Ever look out your window during a stay at West Baden Springs Hotel and have a moment of reflection? Maybe a jolt of inspiration as well?
You might be gazing on the same views and channeling the same types of emotions that inspired the composer of Indiana’s state song 125 years ago.
Chalk up this fun fact to add to the thick history book at West Baden Springs Hotel: It’s believed that Paul Dresser composed at least part of “On the Banks of the Wabash, Far Away” while he vacationed at West Baden in late spring of 1897.
This is going way,
way back in hotel history. Because this wasn’t the West Baden Springs Hotel as we know it today.
Back then, the hotel was a large, country-style inn. The modern-day West Baden Springs Hotel didn’t come along until a few years later in 1902 after a fire claimed the original structure. Around 1897, the major news of the day around hotel grounds was the recent opening of the multi-level bicycle track, the only covered track of its kind in the world.
Then Paul Dresser came along and used West Baden as the backdrop for his legendary composition.
Dresser grew up in Terre Haute, Indiana on the banks of the Wabash River, and his career as a musician and playwright took him to New York City and all throughout the country. But as so many of us do when we stray from our childhood roots, he reminisced about his Hoosier childhood in this song.
It’s believe that Dresser composed “On the Banks of the Wabash, Far Away” over the course of a few months — starting it in New York City, finishing it in Chicago, and working on it in between during a sojourn to West Baden.
The hotel newspaper, the West Baden Journal, documented Dresser’s arrival at the hotel in its May 11, 1897 issue: “Paul Dresser registered last week on a first visit to West Baden. Mr. Dresser is a gentleman of large proportions, genial and polished.”
Dresser was known to compose his songs in private during the evening hours. What better inspiration than the peace and solitude of a West Baden spring evening?

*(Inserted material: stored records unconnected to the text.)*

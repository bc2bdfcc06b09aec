//! Integration tests for map transactions and their unit of work.

use mapstore_core::{
    ChangeType, CoreError, CriteriaBuilder, MapStorage, Operator, Phase, StringKeyConverter,
    TransactionState, UnitOfWork,
};
use mapstore_storage::{MapBackend, StorageError};
use mapstore_testkit::{commit_with, scenarios, Book, BookField, FailingBackend, TestStorage};
use std::sync::Arc;

fn key(id: &str) -> String {
    id.to_string()
}

fn library() -> TestStorage {
    TestStorage::seeded(scenarios::library())
}

fn scifi() -> CriteriaBuilder<BookField> {
    CriteriaBuilder::new()
        .compare(BookField::Tag, Operator::Eq, "scifi")
        .unwrap()
}

fn ids(books: impl IntoIterator<Item = mapstore_core::Tracked<Book>>) -> Vec<String> {
    books.into_iter().map(|b| b.read().id.clone()).collect()
}

#[test]
fn working_copy_does_not_alias_backend() {
    let storage = library();
    let uow = UnitOfWork::new();
    let tx = storage.create_transaction(&uow);

    let book = tx.lock().read(&key("b1")).unwrap().unwrap();
    book.write().title = "Changed".into();

    assert_eq!(storage.committed("b1").unwrap().title, "Dune");
    uow.rollback();
    assert_eq!(storage.committed("b1").unwrap().title, "Dune");
}

#[test]
fn repeated_reads_return_the_same_working_copy() {
    let storage = library();
    let uow = UnitOfWork::new();
    let tx = storage.create_transaction(&uow);
    let other = storage.create_transaction(&uow);

    let first = tx.lock().read(&key("b2")).unwrap().unwrap();
    let second = tx.lock().read(&key("b2")).unwrap().unwrap();
    let foreign = other.lock().read(&key("b2")).unwrap().unwrap();

    assert!(first.ptr_eq(&second));
    assert!(!first.ptr_eq(&foreign));

    first.write().year = 1816;
    assert_eq!(second.read().year, 1816);
    assert_eq!(foreign.read().year, 1815);
}

#[test]
fn query_results_are_the_tracked_copies() {
    let storage = library();
    let uow = UnitOfWork::new();
    let tx = storage.create_transaction(&uow);
    let mut tx = tx.lock();

    let read = tx.read(&key("b3")).unwrap().unwrap();
    let queried: Vec<_> = tx.get_updated_not_removed(&scifi()).unwrap().collect();

    let b3 = queried.iter().find(|b| b.read().id == "b3").unwrap();
    assert!(b3.ptr_eq(&read));
    let again = tx.read(&key("b5")).unwrap().unwrap();
    assert!(queried.iter().any(|b| b.ptr_eq(&again)));
}

#[test]
fn delete_then_read_is_absent() {
    let storage = library();
    let uow = UnitOfWork::new();
    let tx = storage.create_transaction(&uow);
    let mut tx = tx.lock();

    assert!(tx.delete(&key("b1")).unwrap());
    assert!(tx.read(&key("b1")).unwrap().is_none());
    assert!(!tx.exists(&key("b1")).unwrap());
    assert!(!tx.delete(&key("b1")).unwrap());
    assert!(!tx.delete(&key("missing")).unwrap());
    assert_eq!(tx.get_count(&scifi()).unwrap(), 2);
}

#[test]
fn count_matches_query_length() {
    let storage = library();
    let uow = UnitOfWork::new();
    let tx = storage.create_transaction(&uow);
    let mut tx = tx.lock();

    tx.create(key("b6"), Book::new("b6", "Solaris", 1961).tagged("scifi"))
        .unwrap();
    tx.create(key("b7"), Book::new("b7", "Ulysses", 1922)).unwrap();
    tx.delete(&key("b3")).unwrap();
    tx.read(&key("b1")).unwrap().unwrap().write().tags.clear();
    tx.read(&key("b2")).unwrap().unwrap().write().tags.push("scifi".into());

    let all = CriteriaBuilder::new();
    let modern = CriteriaBuilder::new()
        .compare(BookField::Year, Operator::Ge, 1950)
        .unwrap();
    let unknown_author = CriteriaBuilder::new().not_exists(BookField::Author).unwrap();

    for criteria in [all, scifi(), modern, unknown_author] {
        let count = tx.get_count(&criteria).unwrap();
        let listed = tx.get_updated_not_removed(&criteria).unwrap().count();
        assert_eq!(count, listed, "criteria {criteria}");
    }
}

#[test]
fn pending_changes_are_visible_to_queries() {
    let storage = library();
    let uow = UnitOfWork::new();
    let tx = storage.create_transaction(&uow);
    let mut tx = tx.lock();

    tx.create(key("z9"), Book::new("z9", "Foundation", 1951).tagged("scifi"))
        .unwrap();
    tx.create(key("a0"), Book::new("a0", "Solaris", 1961).tagged("scifi"))
        .unwrap();
    tx.read(&key("b1")).unwrap().unwrap().write().tags.clear();

    let found = ids(tx.get_updated_not_removed(&scifi()).unwrap());
    assert_eq!(found, vec!["b3", "b5", "z9", "a0"]);
}

#[test]
fn commit_is_visible_to_later_transactions() {
    let storage = library();

    let uow = UnitOfWork::new();
    let writer = storage.create_transaction(&uow);
    writer
        .lock()
        .create(key("b6"), Book::new("b6", "Solaris", 1961))
        .unwrap();
    writer.lock().read(&key("b1")).unwrap().unwrap().write().year = 1966;

    let concurrent = UnitOfWork::new();
    let reader = storage.create_transaction(&concurrent);
    assert!(reader.lock().read(&key("b6")).unwrap().is_none());

    uow.commit().unwrap();

    let later = UnitOfWork::new();
    let tx = storage.create_transaction(&later);
    assert_eq!(
        tx.lock().read(&key("b6")).unwrap().unwrap().read().title,
        "Solaris"
    );
    assert_eq!(tx.lock().read(&key("b1")).unwrap().unwrap().read().year, 1966);
}

#[test]
fn bulk_delete_removes_matching_entities() {
    let storage = library();
    let uow = UnitOfWork::new();
    let tx = storage.create_transaction(&uow);

    let removed = tx
        .lock()
        .delete_matching(key("bulk-1"), &scifi())
        .unwrap();
    assert_eq!(removed, 3);
    assert_eq!(tx.lock().get_count(&CriteriaBuilder::new()).unwrap(), 2);
    assert_eq!(storage.committed_len(), 5);

    uow.commit().unwrap();
    assert_eq!(storage.committed_len(), 2);
    assert!(storage.committed("b2").is_some());
    assert!(storage.committed("b4").is_some());
}

#[test]
fn bulk_delete_accepts_any_scratch_key() {
    let storage = library();
    let uow = UnitOfWork::new();
    let tx = storage.create_transaction(&uow);
    let mut tx = tx.lock();

    // An entity key and a repeated placeholder are both fine.
    let old = CriteriaBuilder::new()
        .compare(BookField::Year, Operator::Lt, 1900)
        .unwrap();
    let first = tx.delete_matching(key("b1"), &old).unwrap();
    let second = tx.delete_matching(key("placeholder"), &scifi()).unwrap();
    let third = tx.delete_matching(key("placeholder"), &scifi()).unwrap();

    assert_eq!((first, second, third), (2, 3, 0));
    assert!(!tx.exists(&key("placeholder")).unwrap());
    assert_eq!(tx.get_count(&CriteriaBuilder::new()).unwrap(), 0);
}

#[test]
fn create_rejects_duplicates() {
    let storage = library();
    let uow = UnitOfWork::new();
    let tx = storage.create_transaction(&uow);
    let mut tx = tx.lock();

    let err = tx.create(key("b1"), Book::new("b1", "Again", 2000)).unwrap_err();
    assert!(matches!(err, CoreError::DuplicateKey { ref key, .. } if key == "b1"));

    tx.create(key("n1"), Book::new("n1", "New", 2000)).unwrap();
    assert!(matches!(
        tx.create(key("n1"), Book::new("n1", "New", 2000)),
        Err(CoreError::DuplicateKey { .. })
    ));
}

#[test]
fn create_rejects_identity_mismatch() {
    let storage = TestStorage::new();
    let uow = UnitOfWork::new();
    let tx = storage.create_transaction(&uow);

    let err = tx
        .lock()
        .create(key("a"), Book::new("b", "Wrong", 2000))
        .unwrap_err();
    assert!(matches!(err, CoreError::IdentityMismatch { .. }));
}

#[test]
fn create_then_delete_cancels_out() {
    let storage = library();
    let events = storage.subscribe();
    let uow = UnitOfWork::new();
    let tx = storage.create_transaction(&uow);

    tx.lock()
        .create(key("tmp"), Book::new("tmp", "Draft", 2024))
        .unwrap();
    assert!(tx.lock().delete(&key("tmp")).unwrap());
    assert_eq!(tx.lock().pending_writes(), 0);

    uow.commit().unwrap();
    assert!(storage.committed("tmp").is_none());
    assert!(events.try_recv().is_err());
}

#[test]
fn recreate_after_delete_replaces() {
    let storage = library();
    let events = storage.subscribe();

    commit_with(&storage, |tx| {
        tx.delete(&key("b2"))?;
        tx.create(key("b2"), Book::new("b2", "Persuasion", 1817))?;
        Ok(())
    });

    assert_eq!(storage.committed("b2").unwrap().title, "Persuasion");
    let event = events.try_recv().unwrap();
    assert_eq!(event.change_type, ChangeType::Update);
    assert!(events.try_recv().is_err());
}

#[test]
fn update_semantics() {
    let storage = library();
    let uow = UnitOfWork::new();
    let tx = storage.create_transaction(&uow);
    let mut tx = tx.lock();

    let updated = tx
        .update(&key("b1"), Book::new("b1", "Dune Messiah", 1969))
        .unwrap();
    assert!(updated.ptr_eq(&tx.read(&key("b1")).unwrap().unwrap()));

    tx.delete(&key("b2")).unwrap();
    assert!(matches!(
        tx.update(&key("b2"), Book::new("b2", "Emma", 1815)),
        Err(CoreError::KeyRemoved { .. })
    ));
    assert!(matches!(
        tx.update(&key("nope"), Book::new("nope", "?", 1)),
        Err(CoreError::NotFound { .. })
    ));
    assert!(tx.read(&key("b2")).unwrap().is_none());
}

#[test]
fn register_tracks_detached_copies() {
    let storage = library();
    let uow = UnitOfWork::new();
    let tx = storage.create_transaction(&uow);
    let mut tx = tx.lock();

    let detached = storage.committed("b4").unwrap();
    let tracked = tx.register(&detached).unwrap();
    assert!(tracked.ptr_eq(&tx.read(&key("b4")).unwrap().unwrap()));
    assert!(tracked.ptr_eq(&tx.register(&detached).unwrap()));

    assert!(matches!(
        tx.register(&Book::new("ghost", "Ghost", 1)),
        Err(CoreError::NotFound { .. })
    ));
}

#[test]
fn only_touched_copies_are_written_back() {
    let storage = library();
    let events = storage.subscribe();

    commit_with(&storage, |tx| {
        let _untouched = tx.read(&key("b1"))?;
        let touched = tx.read(&key("b2"))?.expect("b2 exists");
        touched.update(|b| b.available = false);
        Ok(())
    });

    let changed: Vec<_> = events.try_iter().map(|e| e.key).collect();
    assert_eq!(changed, vec!["b2"]);
    assert!(!storage.committed("b2").unwrap().available);
}

#[test]
fn commit_publishes_events_in_batch_order() {
    let storage = library();
    let events = storage.subscribe();

    commit_with(&storage, |tx| {
        tx.delete(&key("b1"))?;
        tx.read(&key("b3"))?.expect("b3 exists").write().year = 1985;
        tx.create(key("b9"), Book::new("b9", "Kindred", 1979))?;
        Ok(())
    });

    let seen: Vec<_> = events
        .try_iter()
        .map(|e| (e.key, e.change_type))
        .collect();
    assert_eq!(
        seen,
        vec![
            ("b9".to_string(), ChangeType::Insert),
            ("b3".to_string(), ChangeType::Update),
            ("b1".to_string(), ChangeType::Delete),
        ]
    );
    assert_eq!(storage.poll_changes(0, 10).len(), 3);
}

#[test]
fn closed_transaction_rejects_operations() {
    let storage = library();
    let uow = UnitOfWork::new();
    let tx = storage.create_transaction(&uow);
    uow.commit().unwrap();

    let err = tx.lock().read(&key("b1")).unwrap_err();
    assert!(matches!(
        err,
        CoreError::TransactionClosed {
            state: TransactionState::Committed,
            ..
        }
    ));

    let uow = UnitOfWork::new();
    let tx = storage.create_transaction(&uow);
    uow.rollback();
    assert_eq!(tx.lock().state(), TransactionState::RolledBack);
    assert!(tx.lock().get_count(&scifi()).is_err());
}

#[test]
fn changed_identity_fails_commit() {
    let storage = library();
    let uow = UnitOfWork::new();
    let tx = storage.create_transaction(&uow);
    tx.lock().read(&key("b1")).unwrap().unwrap().write().id = "other".into();
    tx.lock().delete(&key("b2")).unwrap();

    let err = uow.commit().unwrap_err();

    assert!(matches!(err, CoreError::IdentityMismatch { .. }));
    assert_eq!(tx.lock().state(), TransactionState::RolledBack);
    assert!(storage.committed("b2").is_some());
    assert!(storage.committed("other").is_none());
}

#[test]
fn backend_errors_pass_through_unchanged() {
    let backend = Arc::new(FailingBackend::<String, Book>::new());
    let storage: MapStorage<Book> = MapStorage::new(
        "books",
        Arc::clone(&backend) as Arc<dyn MapBackend<String, Book>>,
        Arc::new(StringKeyConverter),
    );

    let uow = UnitOfWork::new();
    let tx = storage.create_transaction(&uow);
    tx.lock()
        .create(key("a"), Book::new("a", "A", 2000))
        .unwrap();
    backend.fail_next_apply();

    let err = uow.commit().unwrap_err();
    assert!(matches!(err, CoreError::Storage(StorageError::Backend(_))));
    assert_eq!(tx.lock().state(), TransactionState::RolledBack);
    assert!(backend.is_empty().unwrap());

    let uow = UnitOfWork::new();
    let tx = storage.create_transaction(&uow);
    backend.fail_reads(true);
    assert!(matches!(
        tx.lock().read(&key("a")),
        Err(CoreError::Storage(StorageError::Backend(_)))
    ));
}

#[test]
fn rollback_only_discards_everything() {
    let storage = library();
    let uow = UnitOfWork::new();
    let tx = storage.create_transaction(&uow);
    tx.lock().delete(&key("b1")).unwrap();
    uow.set_rollback_only();

    assert!(matches!(
        uow.commit(),
        Err(CoreError::TransactionAborted { .. })
    ));
    assert!(storage.committed("b1").is_some());
    assert_eq!(tx.lock().state(), TransactionState::RolledBack);
}

#[test]
fn dropped_unit_of_work_rolls_back() {
    let storage = library();
    let tx = {
        let uow = UnitOfWork::new();
        let tx = storage.create_transaction(&uow);
        tx.lock().delete(&key("b1")).unwrap();
        tx
    };
    assert_eq!(tx.lock().state(), TransactionState::RolledBack);
    assert!(storage.committed("b1").is_some());
}

#[test]
fn enlistment_is_exclusive() {
    let storage = library();
    let first = UnitOfWork::new();
    let second = UnitOfWork::new();

    let tx = storage.create_transaction(&first);
    assert_eq!(tx.lock().unit_of_work(), Some(first.id()));
    assert!(matches!(
        tx.enlist(&second, Phase::Regular),
        Err(CoreError::InvalidOperation { .. })
    ));

    let loose = storage.begin();
    loose.enlist(&second, Phase::AfterCompletion).unwrap();
    loose
        .lock()
        .create(key("late"), Book::new("late", "Late", 2001))
        .unwrap();
    assert_eq!(second.participant_count(), 1);
    second.commit().unwrap();
    assert!(storage.committed("late").is_some());
}

#[test]
fn transaction_ids_increase() {
    let storage = library();
    let uow = UnitOfWork::new();
    let a = storage.create_transaction(&uow);
    let b = storage.create_transaction(&uow);
    assert!(a.id() < b.id());
    assert_eq!(a.lock().kind(), "books");
}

In a newspaper article published after Dresser’s death in 1906, Dresser’s process was revealed:
“One evening in the spring of 1897 the song writer arrived at West Baden, Ind. He was ill and tired and his mind was filled with evil forebodings. On his way across the state he had stopped at Terre Haute and visited the old home, where he had spent his early days. He saw the sparkling waters of the Wabash. He saw the moonlight reflected on the surface and he saw the candle lights twinkling in the cottages through the tall sycamores on the banks. The memories of the past came before him like a dream. His heart was filled with sorrow and tenderness. At West Baden he asked for the key to the theater, and passing through the long and gloomy hall he sat before the piano and in the fading light he played slowly the notes of his famous song, which came to him without effort. The words of the first verse, the chorus and the music were composed that night in a few minutes. On the next day he wrote the second verse, and the song, which was soon published, became popular from the start.”
Dresser was a frequent visitor of West Baden Springs Hotel, and on a subsequent visit years later, the hotel newspaper again confirmed that Dresser
“wrote the song in the heat of inspiration while he was a guest at the resort.” On a different visit, two songs written by Dresser were performed in a minstrel show at the hotel’s opera house, with Dresser in attendance.
“On the Banks of the Wabash” was released just a few months after being written, and quickly became a best seller not just in Indiana but nationally. The song earned Dresser more than $100,000 from sheet music sales — about $3.5 million today. It officially became the state song of Indiana in 1913, seven years after Dresser’s death.
And it all started from a room somewhere inside West Baden Springs Hotel — not too far away from the Banks of the Wabash, after all.
Oh, the moonlight's fair tonight along the Wabash,
From the fields there comes the breath of newmown hay.
Through the sycamores the candle lights are gleaming,
On the banks of the Wabash, far away.